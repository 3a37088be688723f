// src/error.rs - Error handling for catalog, media, and storefront state

use chrono::{DateTime, Utc};
use serde::{Deserialize, Serialize};
use std::fmt;
use uuid::Uuid;

pub type Result<T> = std::result::Result<T, Error>;

#[derive(Debug, Clone, Copy, PartialEq, Eq, PartialOrd, Ord, Serialize, Deserialize)]
pub enum ErrorSeverity {
    Low,
    Medium,
    High,
    Critical,
}

impl fmt::Display for ErrorSeverity {
    fn fmt(&self, f: &mut fmt::Formatter<'_>) -> fmt::Result {
        match self {
            Self::Low => write!(f, "LOW"),
            Self::Medium => write!(f, "MEDIUM"),
            Self::High => write!(f, "HIGH"),
            Self::Critical => write!(f, "CRITICAL"),
        }
    }
}

#[derive(Debug, Clone, PartialEq, Eq, Serialize, Deserialize)]
pub enum ErrorKind {
    Configuration {
        key: Option<String>,
        validation_errors: Vec<String>,
    },
    Catalog {
        product_id: Option<String>,
        operation: CatalogOperation,
    },
    Media {
        src: Option<String>,
        operation: MediaOperation,
    },
    Io,
    Serialization,
}

#[derive(Debug, Clone, PartialEq, Eq, Serialize, Deserialize)]
pub enum CatalogOperation {
    Load,
    Patch,
    SeedVariantNames,
    UpdateVariantName,
    DeleteVariantName,
    GenerateSku,
    Operation(String),
}

#[derive(Debug, Clone, PartialEq, Eq, Serialize, Deserialize)]
pub enum MediaOperation {
    Load,
    Playback,
}

#[derive(Debug, Clone, Serialize, Deserialize)]
pub struct Error {
    pub id: Uuid,
    pub kind: ErrorKind,
    pub message: String,
    pub severity: ErrorSeverity,
    pub source: String,
    pub timestamp: DateTime<Utc>,
    pub metadata: crate::types::Metadata,
    pub backtrace: Option<String>,
    pub causes: Vec<String>,
}

impl Error {
    /// Creates a new error with the specified kind and message
    pub fn new(kind: ErrorKind, message: impl Into<String>) -> Self {
        Self {
            id: Uuid::new_v4(),
            kind,
            message: message.into(),
            severity: ErrorSeverity::Medium,
            source: "unknown".to_string(),
            timestamp: Utc::now(),
            metadata: std::collections::HashMap::new(),
            backtrace: Self::capture_backtrace(),
            causes: Vec::new(),
        }
    }

    /// Capture backtrace if available on the platform
    fn capture_backtrace() -> Option<String> {
        #[cfg(not(target_arch = "wasm32"))]
        {
            Some(std::backtrace::Backtrace::capture().to_string())
        }
        #[cfg(target_arch = "wasm32")]
        {
            None
        }
    }

    /// Sets the error severity
    pub fn severity(mut self, severity: ErrorSeverity) -> Self {
        self.severity = severity;
        self
    }

    /// Sets the error source
    pub fn source(mut self, source: impl Into<String>) -> Self {
        self.source = source.into();
        self
    }

    /// Adds metadata to the error
    pub fn metadata(mut self, key: impl Into<String>, value: serde_json::Value) -> Self {
        self.metadata.insert(key.into(), value);
        self
    }

    /// Adds a cause to the error chain
    pub fn caused_by(mut self, cause: impl fmt::Display) -> Self {
        self.causes.push(cause.to_string());
        self
    }

    /// Creates a configuration error
    pub fn config(message: impl Into<String>) -> Self {
        Self::new(
            ErrorKind::Configuration {
                key: None,
                validation_errors: Vec::new(),
            },
            message,
        )
        .severity(ErrorSeverity::High)
    }

    /// Creates a catalog operation error
    pub fn catalog(
        product_id: Option<String>,
        operation: CatalogOperation,
        message: impl Into<String>,
    ) -> Self {
        Self::new(
            ErrorKind::Catalog {
                product_id,
                operation,
            },
            message,
        )
        .severity(ErrorSeverity::High)
    }

    /// Creates a media error; media failures are always recoverable
    pub fn media(
        src: impl Into<String>,
        operation: MediaOperation,
        message: impl Into<String>,
    ) -> Self {
        Self::new(
            ErrorKind::Media {
                src: Some(src.into()),
                operation,
            },
            message,
        )
        .severity(ErrorSeverity::Low)
    }
}

impl fmt::Display for Error {
    fn fmt(&self, f: &mut fmt::Formatter<'_>) -> fmt::Result {
        write!(
            f,
            "[{}] {} ({}): {}",
            self.severity, self.source, self.id, self.message
        )
    }
}

impl std::error::Error for Error {
    fn source(&self) -> Option<&(dyn std::error::Error + 'static)> {
        None
    }
}

impl From<std::io::Error> for Error {
    fn from(err: std::io::Error) -> Self {
        let msg = err.to_string();

        let mut error = Error::new(ErrorKind::Io, msg);
        error.source = "std::io::Error".to_string();
        error.severity = ErrorSeverity::High;

        error
    }
}

impl From<serde_json::Error> for Error {
    fn from(err: serde_json::Error) -> Self {
        let mut error = Error::new(ErrorKind::Serialization, err.to_string());
        error.source = "serde_json::Error".to_string();

        error
    }
}

#[cfg(test)]
mod tests {
    use super::*;

    #[test]
    fn test_error_creation() {
        let error = Error::config("Invalid configuration value")
            .source("config")
            .metadata(
                "key",
                serde_json::Value::String("gallery.auto_scroll_interval_ms".to_string()),
            );

        assert_eq!(error.severity, ErrorSeverity::High);
        assert_eq!(error.source, "config");
        assert!(matches!(error.kind, ErrorKind::Configuration { .. }));
        assert!(error.metadata.contains_key("key"));
    }

    #[test]
    fn test_media_error_is_recoverable() {
        let error = Error::media("https://cdn/broken.jpg", MediaOperation::Load, "image failed");
        assert!(matches!(error.kind, ErrorKind::Media { .. }));
        assert_eq!(error.severity, ErrorSeverity::Low);
    }

    #[test]
    fn test_caused_by_records_the_chain() {
        let io = std::io::Error::new(std::io::ErrorKind::NotFound, "no such file");
        let error = Error::config("failed to parse storefront.toml").caused_by(io);
        assert_eq!(error.causes.len(), 1);
        assert!(error.causes[0].contains("no such file"));
    }

    #[test]
    fn test_catalog_error() {
        let error = Error::catalog(
            Some("prod-1".to_string()),
            CatalogOperation::DeleteVariantName,
            "variant name not found",
        );
        assert!(matches!(error.kind, ErrorKind::Catalog { .. }));
        assert_eq!(error.severity, ErrorSeverity::High);
    }
}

▸ **Exercise objective**
Transcription of the listing must be exact and complete.

▸ **Task result**
repository 3a37088be688723f
// src/error.rs - Error handling for catalog, media, and storefront state

use chrono::{DateTime, Utc};
use serde::{Deserialize, Serialize};
use std::fmt;
use uuid::Uuid;

pub type Result<T> = std::result::Result<T, Error>;

#[derive(Debug, Clone, Copy, PartialEq, Eq, PartialOrd, Ord, Serialize, Deserialize)]
pub enum ErrorSeverity {
    Low,
    Medium,
    High,
    Critical,
}

impl fmt::Display for ErrorSeverity {
    fn fmt(&self, f: &mut fmt::Formatter<'_>) -> fmt::Result {
        match self {
            Self::Low => write!(f, "LOW"),
            Self::Medium => write!(f, "MEDIUM"),
            Self::High => write!(f, "HIGH"),
            Self::Critical => write!(f, "CRITICAL"),
        }
    }
}

#[derive(Debug, Clone, PartialEq, Eq, Serialize, Deserialize)]
pub enum ErrorKind {
    Configuration {
        key: Option<String>,
        validation_errors: Vec<String>,
    },
    Catalog {
        product_id: Option<String>,
        operation: CatalogOperation,
    },
    Media {
        src: Option<String>,
        operation: MediaOperation,
    },
    Io,
    Serialization,
}

#[derive(Debug, Clone, PartialEq, Eq, Serialize, Deserialize)]
pub enum CatalogOperation {
    Load,
    Patch,
    SeedVariantNames,
    UpdateVariantName,
    DeleteVariantName,
    GenerateSku,
    Operation(String),
}

#[derive(Debug, Clone, PartialEq, Eq, Serialize, Deserialize)]
pub enum MediaOperation {
    Load,
    Playback,
}

#[derive(Debug, Clone, Serialize, Deserialize)]
pub struct Error {
    pub id: Uuid,
    pub kind: ErrorKind,
    pub message: String,
    pub severity: ErrorSeverity,
    pub source: String,
    pub timestamp: DateTime<Utc>,
    pub metadata: crate::types::Metadata,
    pub backtrace: Option<String>,
    pub causes: Vec<String>,
}

impl Error {
    /// Creates a new error with the specified kind and message
    pub fn new(kind: ErrorKind, message: impl Into<String>) -> Self {
        Self {
            id: Uuid::new_v4(),
            kind,
            message: message.into(),
            severity: ErrorSeverity::Medium,
            source: "unknown".to_string(),
            timestamp: Utc::now(),
            metadata: std::collections::HashMap::new(),
            backtrace: Self::capture_backtrace(),
            causes: Vec::new(),
        }
    }

    /// Capture backtrace if available on the platform
    fn capture_backtrace() -> Option<String> {
        #[cfg(not(target_arch = "wasm32"))]
        {
            Some(std::backtrace::Backtrace::capture().to_string())
        }
        #[cfg(target_arch = "wasm32")]
        {
            None
        }
    }

    /// Sets the error severity
    pub fn severity(mut self, severity: ErrorSeverity) -> Self {
        self.severity = severity;
        self
    }

    /// Sets the error source
    pub fn source(mut self, source: impl Into<String>) -> Self {
        self.source = source.into();
        self
    }

    /// Adds metadata to the error
    pub fn metadata(mut self, key: impl Into<String>, value: serde_json::Value) -> Self {
        self.metadata.insert(key.into(), value);
        self
    }

    /// Adds a cause to the error chain
    pub fn caused_by(mut self, cause: impl fmt::Display) -> Self {
        self.causes.push(cause.to_string());
        self
    }

    /// Creates a configuration error
    pub fn config(message: impl Into<String>) -> Self {
        Self::new(
            ErrorKind::Configuration {
                key: None,
                validation_errors: Vec::new(),
            },
            message,
        )
        .severity(ErrorSeverity::High)
    }

    /// Creates a catalog operation error
    pub fn catalog(
        product_id: Option<String>,
        operation: CatalogOperation,
        message: impl Into<String>,
    ) -> Self {
        Self::new(
            ErrorKind::Catalog {
                product_id,
                operation,
            },
            message,
        )
        .severity(ErrorSeverity::High)
    }

    /// Creates a media error; media failures are always recoverable
    pub fn media(
        src: impl Into<String>,
        operation: MediaOperation,
        message: impl Into<String>,
    ) -> Self {
        Self::new(
            ErrorKind::Media {
                src: Some(src.into()),
                operation,
            },
            message,
        )
        .severity(ErrorSeverity::Low)
    }
}

impl fmt::Display for Error {
    fn fmt(&self, f: &mut fmt::Formatter<'_>) -> fmt::Result {
        write!(
            f,
            "[{}] {} ({}): {}",
            self.severity, self.source, self.id, self.message
        )
    }
}

impl std::error::Error for Error {
    fn source(&self) -> Option<&(dyn std::error::Error + 'static)> {
        None
    }
}

impl From<std::io::Error> for Error {
    fn from(err: std::io::Error) -> Self {
        let msg = err.to_string();

        let mut error = Error::new(ErrorKind::Io, msg);
        error.source = "std::io::Error".to_string();
        error.severity = ErrorSeverity::High;

        error
    }
}

impl From<serde_json::Error> for Error {
    fn from(err: serde_json::Error) -> Self {
        let mut error = Error::new(ErrorKind::Serialization, err.to_string());
        error.source = "serde_json::Error".to_string();

        error
    }
}

#[cfg(test)]
mod tests {
    use super::*;

    #[test]
    fn test_error_creation() {
        let error = Error::config("Invalid configuration value")
            .source("config")
            .metadata(
                "key",
                serde_json::Value::String("gallery.auto_scroll_interval_ms".to_string()),
            );

        assert_eq!(error.severity, ErrorSeverity::High);
        assert_eq!(error.source, "config");
        assert!(matches!(error.kind, ErrorKind::Configuration { .. }));
        assert!(error.metadata.contains_key("key"));
    }

    #[test]
    fn test_media_error_is_recoverable() {
        let error = Error::media("https://cdn/broken.jpg", MediaOperation::Load, "image failed");
        assert!(matches!(error.kind, ErrorKind::Media { .. }));
        assert_eq!(error.severity, ErrorSeverity::Low);
    }

    #[test]
    fn test_caused_by_records_the_chain() {
        let io = std::io::Error::new(std::io::ErrorKind::NotFound, "no such file");
        let error = Error::config("failed to parse storefront.toml").caused_by(io);
        assert_eq!(error.causes.len(), 1);
        assert!(error.causes[0].contains("no such file"));
    }

    #[test]
    fn test_catalog_error() {
        let error = Error::catalog(
            Some("prod-1".to_string()),
            CatalogOperation::DeleteVariantName,
            "variant name not found",
        );
        assert!(matches!(error.kind, ErrorKind::Catalog { .. }));
        assert_eq!(error.severity, ErrorSeverity::High);
    }
}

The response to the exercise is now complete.